### WHAT THE TASK ASKS:
Filter the data below, keeping only lines that contain "MinimapConfig".

Recorded data:
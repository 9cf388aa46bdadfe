//! Telemetry helpers for applications embedding `chart-minimap`.
//!
//! The selector only emits `tracing` events; installing a subscriber is left
//! to the host. `init_default_tracing` covers the common case.

/// Initializes a default `tracing` subscriber when the `telemetry` feature is enabled.
///
/// Returns `true` when initialization succeeds.
/// Returns `false` when no initialization is performed (feature disabled) or if a
/// global subscriber was already set by the host application.
#[must_use]
pub fn init_default_tracing() -> bool {
    #[cfg(feature = "telemetry")]
    {
        let builder = tracing_subscriber::fmt()
            .with_env_filter(
                tracing_subscriber::EnvFilter::try_from_default_env()
                    .unwrap_or_else(|_| tracing_subscriber::EnvFilter::new("info")),
            )
            .with_target(true)
            .compact();

        return builder.try_init().is_ok();
    }

    #[cfg(not(feature = "telemetry"))]
    {
        false
    }
}
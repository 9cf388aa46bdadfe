use std::rc::Rc;

use tracing::{debug, trace, warn};

use crate::core::{AnimatedRange, Clock, NormalizedRange};
use crate::error::{MinimapError, MinimapResult};
use crate::interaction::{CursorHint, DragMode, DragState, clamp_drag, hit_test};
use crate::render::{DrawingSurface, LinePrimitive, RectPrimitive};

use super::{
    ColumnId, ContentContext, DrawerBorders, DrawerId, MinimapConfig, MinimapContent, MinimapHost,
    MinimapPalette, RenderCache, RenderCacheStats, ThemeKind, apply_theme, format_range_label,
};

const BODY_CORNER_RADIUS: f64 = 6.0;
/// Shadows reach this far under the grippers so no gap shows at the rounded ends.
const SHADOW_OVERLAP: f64 = 6.0;
const GRIPPER_WIDTH: f64 = 10.0;
const GRIPPER_RADIUS: f64 = 6.0;
const GRIP_STRIP_WIDTH: f64 = 2.0;
const GRIP_STRIP_HEIGHT: f64 = 12.0;
const GRIP_STRIP_TOP: f64 = 15.0;
const GRIP_STRIP_RADIUS: f64 = 2.0;
const BORDER_LINE_WIDTH: f64 = 1.0;

/// Interactive minimap range selector.
///
/// Owns the selected range, the drag state machine and the content cache.
/// Columns and drawers stay in the host; the selector keeps their ids only.
/// Every entry point is expected on the host's UI thread, one at a time.
pub struct RangeSelector<S: DrawingSurface, C: MinimapContent<S>> {
    config: MinimapConfig,
    palette: MinimapPalette,
    clock: Rc<dyn Clock>,
    content: C,
    cache: RenderCache<S>,
    range: Option<AnimatedRange>,
    drag: DragState,
    candidate: Option<DragMode>,
    cursor: CursorHint,
    columns: Vec<ColumnId>,
    drawers: Vec<DrawerId>,
    surface_width: f64,
    top: f64,
}

impl<S: DrawingSurface, C: MinimapContent<S>> RangeSelector<S, C> {
    /// Anchors a `config.height` strip to the bottom of `surface`.
    pub fn new(
        config: MinimapConfig,
        surface: &S,
        content: C,
        clock: Rc<dyn Clock>,
    ) -> MinimapResult<Self> {
        let config = config.validate()?;
        let surface_width = surface.width();
        let surface_height = surface.height();
        if !surface_width.is_finite()
            || !surface_height.is_finite()
            || surface_height < config.height
        {
            return Err(MinimapError::InvalidData(format!(
                "surface {surface_width}x{surface_height} cannot host a {}px minimap",
                config.height
            )));
        }

        let cache = surface.create_offscreen(surface_width, body_height(config.height))?;
        Ok(Self {
            config,
            palette: apply_theme(config.theme),
            clock,
            content,
            cache: RenderCache::new(cache),
            range: None,
            drag: DragState::default(),
            candidate: None,
            cursor: CursorHint::Default,
            columns: Vec::new(),
            drawers: Vec::new(),
            surface_width,
            top: surface_height - config.height,
        })
    }

    #[must_use]
    pub fn config(&self) -> MinimapConfig {
        self.config
    }

    /// Top edge of the strip on the visible surface.
    #[must_use]
    pub fn top(&self) -> f64 {
        self.top
    }

    #[must_use]
    pub fn height(&self) -> f64 {
        self.config.height
    }

    #[must_use]
    pub fn content(&self) -> &C {
        &self.content
    }

    pub fn content_mut(&mut self) -> &mut C {
        &mut self.content
    }

    #[must_use]
    pub fn columns(&self) -> &[ColumnId] {
        &self.columns
    }

    #[must_use]
    pub fn drawers(&self) -> &[DrawerId] {
        &self.drawers
    }

    pub fn add_column(&mut self, id: ColumnId) {
        if !self.columns.contains(&id) {
            self.columns.push(id);
            self.cache.invalidate();
        }
    }

    /// Unregisters `id` and tells every drawer and the content renderer to drop it.
    pub fn remove_column(&mut self, host: &mut dyn MinimapHost, id: ColumnId) {
        let before = self.columns.len();
        self.columns.retain(|column| *column != id);
        if self.columns.len() == before {
            trace!(column = id.raw(), "remove_column ignored: column not registered");
        }
        for drawer_id in &self.drawers {
            if let Some(drawer) = host.drawer_mut(*drawer_id) {
                drawer.remove_column(id);
            }
        }
        self.content.remove_column(id);
        self.cache.invalidate();
    }

    /// Registers a drawer. The first one supplies the data-space borders.
    pub fn add_drawer(&mut self, id: DrawerId) {
        if !self.drawers.contains(&id) {
            self.drawers.push(id);
            self.cache.invalidate();
        }
    }

    pub fn remove_drawer(&mut self, id: DrawerId) {
        self.drawers.retain(|drawer| *drawer != id);
        self.cache.invalidate();
    }

    #[must_use]
    pub fn theme(&self) -> ThemeKind {
        self.config.theme
    }

    /// Swaps the palette. Geometry and cached content are unaffected.
    pub fn set_theme(&mut self, theme: ThemeKind) {
        self.config.theme = theme;
        self.palette = apply_theme(theme);
    }

    #[must_use]
    pub fn palette(&self) -> MinimapPalette {
        self.palette
    }

    /// Currently displayed range; mid-animation this is the interpolated value.
    #[must_use]
    pub fn range(&self) -> Option<NormalizedRange> {
        self.range.map(|range| range.displayed(self.clock.now_ms()))
    }

    /// Last assigned range, regardless of animation progress.
    #[must_use]
    pub fn target_range(&self) -> Option<NormalizedRange> {
        self.range.map(AnimatedRange::target)
    }

    #[must_use]
    pub fn is_range_animating(&self) -> bool {
        self.range
            .is_some_and(|range| !range.is_finished(self.clock.now_ms()))
    }

    /// Assigns a new target range and propagates it to columns and host.
    ///
    /// Bounds and order are checked; the minimum width is only enforced for
    /// drag-originated ranges.
    pub fn set_range(
        &mut self,
        host: &mut dyn MinimapHost,
        range: NormalizedRange,
    ) -> MinimapResult<()> {
        let range = NormalizedRange::new(range.from, range.to)?;
        let now_ms = self.clock.now_ms();
        self.assign_range(host, range, now_ms);
        Ok(())
    }

    fn assign_range(&mut self, host: &mut dyn MinimapHost, target: NormalizedRange, now_ms: f64) {
        let previous = self.range.map(|range| range.displayed(now_ms));
        let (range_duration, borders_duration) = match previous {
            Some(_) => (
                self.config.range_animation_ms,
                self.config.borders_animation_ms,
            ),
            None => (0.0, 0.0),
        };
        let start = previous.unwrap_or(NormalizedRange { from: 0.0, to: 0.0 });
        self.range = Some(AnimatedRange::create(start, target, range_duration, now_ms));

        let Some(borders) = self.first_drawer_borders(&*host) else {
            debug!(
                from = target.from,
                to = target.to,
                "no drawer registered; range propagation skipped"
            );
            return;
        };

        let (data_from, data_to) =
            target.map_to_domain(borders.min_x.target(), borders.max_x.target());
        for (index, id) in self.columns.iter().enumerate() {
            if index == 0 {
                let label = format_range_label(&*host, data_from, data_to);
                host.set_range_text(label);
            }
            match host.column_mut(*id) {
                Some(column) => column.set_current_range(data_from, data_to),
                None => warn!(column = id.raw(), "registered column missing from host"),
            }
        }
        host.recalc_display_borders(borders_duration);
    }

    fn first_drawer_borders(&self, host: &dyn MinimapHost) -> Option<DrawerBorders> {
        self.drawers
            .first()
            .and_then(|id| host.drawer(*id))
            .map(|drawer| drawer.borders())
    }

    /// Forwards a border re-fit to every drawer, then asks for a frame.
    pub fn recalc_borders(&mut self, host: &mut dyn MinimapHost, duration_ms: f64) {
        for id in &self.drawers {
            if let Some(drawer) = host.drawer_mut(*id) {
                drawer.recalc_borders(duration_ms);
            }
        }
        host.request_redraw();
    }

    /// Tracks a new visible surface size. The cache is regenerated on the next
    /// `draw` however many resizes arrive before it.
    pub fn on_surface_resize(&mut self, width: f64, height: f64) -> MinimapResult<()> {
        if !width.is_finite() || width < 0.0 {
            return Err(MinimapError::InvalidData(format!(
                "surface width must be finite and >= 0 (got {width})"
            )));
        }
        self.surface_width = width;
        self.cache.resize(width, body_height(self.config.height))?;
        debug!(width, height, "minimap cache invalidated by resize");
        Ok(())
    }

    #[must_use]
    pub fn cursor(&self) -> CursorHint {
        self.cursor
    }

    #[must_use]
    pub fn drag_state(&self) -> DragState {
        self.drag
    }

    /// Drag candidate resolved by the most recent hover hit test.
    #[must_use]
    pub fn hover_mode(&self) -> Option<DragMode> {
        self.candidate
    }

    #[must_use]
    pub fn cache_stats(&self) -> RenderCacheStats {
        self.cache.stats()
    }

    #[must_use]
    pub fn cache(&self) -> &RenderCache<S> {
        &self.cache
    }

    /// Hit-tests while idle; applies the drag while dragging.
    pub fn pointer_move(&mut self, host: &mut dyn MinimapHost, x: f64, y: f64) {
        if !x.is_finite() || !y.is_finite() {
            trace!(x, y, "ignoring non-finite pointer position");
            return;
        }
        let now_ms = self.clock.now_ms();

        let Some((mode, anchor_pointer, anchor_range)) = self.drag.active() else {
            self.update_hover(x, y, now_ms);
            return;
        };

        for id in &self.columns {
            if let Some(column) = host.column_mut(*id) {
                column.set_current_x(None);
            }
        }
        if self.surface_width <= 0.0 {
            return;
        }
        let diff = (x - anchor_pointer.0) / self.surface_width;
        let next = clamp_drag(mode, anchor_range, diff);
        trace!(?mode, diff, from = next.from, to = next.to, "minimap drag step");
        self.assign_range(host, next, now_ms);
    }

    /// Starts a drag when the pointer lands on a hit zone.
    pub fn pointer_down(&mut self, host: &mut dyn MinimapHost, x: f64, y: f64) {
        self.pointer_move(host, x, y);
        if self.drag.is_dragging() {
            return;
        }
        let (Some(mode), Some(range)) = (self.candidate, self.range()) else {
            return;
        };
        self.drag.begin(mode, (x, y), range);
        debug!(?mode, x, from = range.from, to = range.to, "minimap drag started");
    }

    /// Ends any drag unconditionally.
    pub fn pointer_up(&mut self) {
        if self.drag.is_dragging() {
            debug!("minimap drag ended");
        }
        self.drag.end();
        self.candidate = None;
    }

    fn update_hover(&mut self, x: f64, y: f64, now_ms: f64) {
        let in_band = y >= self.top && y < self.top + self.config.height;
        let displayed = self.range.map(|range| range.displayed(now_ms));
        let (candidate, cursor) = match displayed {
            Some(range) if in_band => hit_test(range, self.surface_width, x),
            _ => (None, CursorHint::Default),
        };
        self.candidate = candidate;
        self.cursor = cursor;
    }

    fn content_animating(
        &self,
        host: &dyn MinimapHost,
        borders: Option<DrawerBorders>,
        now_ms: f64,
    ) -> bool {
        let column_fading = self.columns.iter().any(|id| {
            host.column(*id)
                .is_some_and(|column| !column.opacity().is_finished(now_ms))
        });
        column_fading || borders.is_some_and(|borders| !borders.max_y.is_finished(now_ms))
    }

    /// Paints one frame of the minimap onto `surface`.
    ///
    /// Content is re-rendered into the cache only when it is invalid or still
    /// animating; the window overlay is drawn every frame. Requests another
    /// frame from the host while the range tween runs.
    pub fn draw(&mut self, host: &mut dyn MinimapHost, surface: &mut S) -> MinimapResult<()> {
        let now_ms = self.clock.now_ms();
        let Some(animated) = self.range else {
            trace!("minimap draw skipped: no range assigned");
            return Ok(());
        };
        let range = animated.displayed(now_ms);
        let width = surface.width();
        let (left, span) = range.pixel_extent(width);
        let borders = self.first_drawer_borders(&*host);

        let animating = self.content_animating(&*host, borders, now_ms);
        if self.cache.is_valid() && !animating {
            self.cache.record_hit();
        } else {
            let reason = if animating { "content animating" } else { "invalidated" };
            trace!(reason, "regenerating minimap content cache");
            self.cache.surface_mut().clear()?;
            let ctx = ContentContext {
                host: &*host,
                columns: &self.columns,
                borders,
                now_ms,
            };
            self.content.render_content(self.cache.surface_mut(), &ctx)?;
            self.cache.mark_regenerated();
            surface.clear()?;
        }

        let palette = self.palette;
        let top = self.top;
        let height = self.config.height;
        let body_top = top + 1.0;
        let body_height = body_height(height);
        let right = left + span;

        surface.save()?;
        surface.set_rounded_clip(
            RectPrimitive::new(0.0, body_top, width, body_height, palette.shadow)
                .with_corner_radius(BODY_CORNER_RADIUS),
        )?;
        surface.draw_surface(self.cache.surface(), 0.0, body_top)?;
        surface.fill_rect(RectPrimitive::new(
            0.0,
            body_top,
            (left + SHADOW_OVERLAP).max(0.0),
            body_height,
            palette.shadow,
        ))?;
        surface.fill_rect(RectPrimitive::new(
            right - SHADOW_OVERLAP,
            body_top,
            (width - right + SHADOW_OVERLAP).max(0.0),
            body_height,
            palette.shadow,
        ))?;
        surface.restore()?;

        draw_gripper(surface, palette, left, top, height, GripperSide::Left)?;
        draw_gripper(surface, palette, right, top, height, GripperSide::Right)?;

        let line_start = left + GRIPPER_WIDTH - 1.0;
        let line_end = right - GRIPPER_WIDTH + 1.0;
        for y in [top, top + height - 1.0] {
            surface.stroke_line(LinePrimitive::new(
                line_start,
                y,
                line_end,
                y,
                BORDER_LINE_WIDTH,
                palette.range_background,
            ))?;
        }

        if !animated.to.is_finished(now_ms) {
            host.request_redraw();
        }
        Ok(())
    }
}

### SOLUTION TO THE PROBLEM:
    ColumnId, ContentContext, DrawerBorders, DrawerId, MinimapConfig, MinimapContent, MinimapHost,
    config: MinimapConfig,
        config: MinimapConfig,
    pub fn config(&self) -> MinimapConfig {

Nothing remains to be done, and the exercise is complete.